Alternate controls may be equally effective with fewer side effects. In the above case of the laptops, a combination of insurance, encryption on the devices, and perhaps some tracing software might provide adequate confidentiality and integrity, while preserving availability. In our silly example, placing the pen together with other pens in a cup on a desk (Figure 3) might be sufficient to disinterest the cat. While the cat still could reach the pen, the risk is reduced if the pen is not as easily manipulated. In most cases, as with the pen, we have to accept a certain amount of risk in order to operate a system.

Pens in a cup (photo)

Figure 3: Placing pens together in a cup makes an individual pen less likely to be attacked by the cat.

For the vast majority of business cases, practical security is really a matter of protecting the system to a sufficient level that the cost of attacking it is more than the benefit provided by doing so. Unless your system is of exceptionally high value so as to be worth attacking in its own right (such as a government system holding military secrets), most attackers will move on to softer targets. A large number of security exploits are motivated by opportunity and available vulnerabilities. Security controls therefore need to safeguard the system to an acceptable level of risk, maintaining availability to its intended users for their intended purposes.

Cat with toys (photo)

Figure 4: Providing the cat with appropriate small objects might divert attention from the pens. On the other hand, the cat might simply decide to use the toys as a bed and continue to play with pens.

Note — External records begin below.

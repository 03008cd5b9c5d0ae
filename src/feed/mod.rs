//! Spot-price feed
//!
//! The ticker shows a gold spot price that drifts under a simulator and is
//! periodically replaced by a live quote when one is available. Both write
//! into a shared [`SpotPriceCell`]; a failed live fetch never touches it.

use async_trait::async_trait;
#[cfg(test)]
use mockall::automock;
use rust_decimal::Decimal;
use thiserror::Error;
use tracing::debug;

mod cell;
mod http;
mod simulator;

pub use cell::{PriceOrigin, SpotPrice, SpotPriceCell};
pub use http::{HttpSpotPriceSource, extract_price};
pub use simulator::MarketSimulator;

/// Errors raised while fetching or publishing a spot price.
#[derive(Debug, Error)]
pub enum FeedError {
    /// Transport or body decoding failed.
    #[error("http error: {0}")]
    Http(#[from] reqwest::Error),

    /// The ticker answered with a non-success status.
    #[error("ticker responded with status {0}")]
    Status(u16),

    /// The price field is absent from the response.
    #[error("ticker response has no field {0}")]
    MissingField(String),

    /// The price field is present but not numeric.
    #[error("malformed ticker price: {0}")]
    Malformed(String),

    /// Prices must be strictly positive.
    #[error("non-positive spot price {0}")]
    NonPositive(Decimal),
}

/// Something that can quote the current spot price.
#[cfg_attr(test, automock)]
#[async_trait(?Send)]
pub trait SpotPriceSource {
    /// Fetch the latest price per troy ounce.
    async fn fetch(&self) -> Result<Decimal, FeedError>;
}

/// A live source wired to the cell it updates.
#[derive(Debug)]
pub struct SpotFeed<S> {
    source: S,
    cell: SpotPriceCell,
}

impl<S: SpotPriceSource> SpotFeed<S> {
    /// Feed `cell` from `source`.
    pub fn new(source: S, cell: SpotPriceCell) -> Self {
        Self { source, cell }
    }

    /// Cell receiving live prices.
    pub fn cell(&self) -> &SpotPriceCell {
        &self.cell
    }

    /// Fetch once and publish on success.
    ///
    /// Returns `true` if a live price was written. Any failure is logged and
    /// swallowed, leaving the last value in place.
    pub async fn refresh(&self) -> bool {
        let published = self
            .source
            .fetch()
            .await
            .and_then(|value| self.cell.publish(value, PriceOrigin::Live));

        match published {
            Ok(price) => {
                debug!(value = %price.value, version = price.version, "live spot price published");
                true
            }
            Err(error) => {
                debug!(%error, "live spot price unavailable, keeping last value");
                false
            }
        }
    }
}

#[cfg(test)]
mod tests {
    use rust_decimal_macros::dec;
    use testresult::TestResult;

    use super::*;

    #[tokio::test]
    async fn successful_fetch_publishes_live_price() -> TestResult {
        let mut source = MockSpotPriceSource::new();
        source.expect_fetch().times(1).returning(|| Ok(dec!(2412.75)));

        let feed = SpotFeed::new(source, SpotPriceCell::new(dec!(2400))?);

        assert!(feed.refresh().await);
        assert_eq!(
            feed.cell().get(),
            SpotPrice {
                value: dec!(2412.75),
                version: 1,
                origin: PriceOrigin::Live,
            }
        );

        Ok(())
    }

    #[tokio::test]
    async fn failed_fetch_keeps_previous_value() -> TestResult {
        let mut source = MockSpotPriceSource::new();
        source.expect_fetch().returning(|| Err(FeedError::Status(503)));

        let cell = SpotPriceCell::new(dec!(2400))?;
        let feed = SpotFeed::new(source, cell.clone());

        assert!(!feed.refresh().await);
        assert_eq!(cell.value(), dec!(2400));
        assert_eq!(cell.version(), 0);

        Ok(())
    }

    #[tokio::test]
    async fn non_positive_quote_is_not_published() -> TestResult {
        let mut source = MockSpotPriceSource::new();
        source.expect_fetch().returning(|| Ok(Decimal::ZERO));

        let feed = SpotFeed::new(source, SpotPriceCell::new(dec!(2400))?);

        assert!(!feed.refresh().await);
        assert_eq!(feed.cell().value(), dec!(2400));

        Ok(())
    }

    #[test]
    fn status_error_names_the_code() {
        assert_eq!(
            FeedError::Status(500).to_string(),
            "ticker responded with status 500"
        );
    }
}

To conclude our silly example, we can provide softer targets for the cat, thereby potentially diverting his attention away from objects that we would like to protect. A basket of cat toys (Figure 4) provides the cat with plenty of other small objects that can be manipulated, potentially making our pen less interesting. As anyone who has a cat knows, this approach is only ever partially successful, as cats tend to become bored with toys and will eventually move back to other objects.

Human threat actors tend to be more goal-driven than cats, but there is a similar technique that can be used on them. A honeypot is a specially designed system or environment that is set up in such a way as to encourage a threat actor to attack it, giving the threat actor the impression that the attack is successful. Honeypots can be used as early warning systems to identify the presence of a threat actor. In addition, it is sometimes possible to identify the threat actor who attacks a honeypot, which allows for procedural controls to be implemented, such as removing network access, terminating a rogue employee, or prosecuting a criminal actor.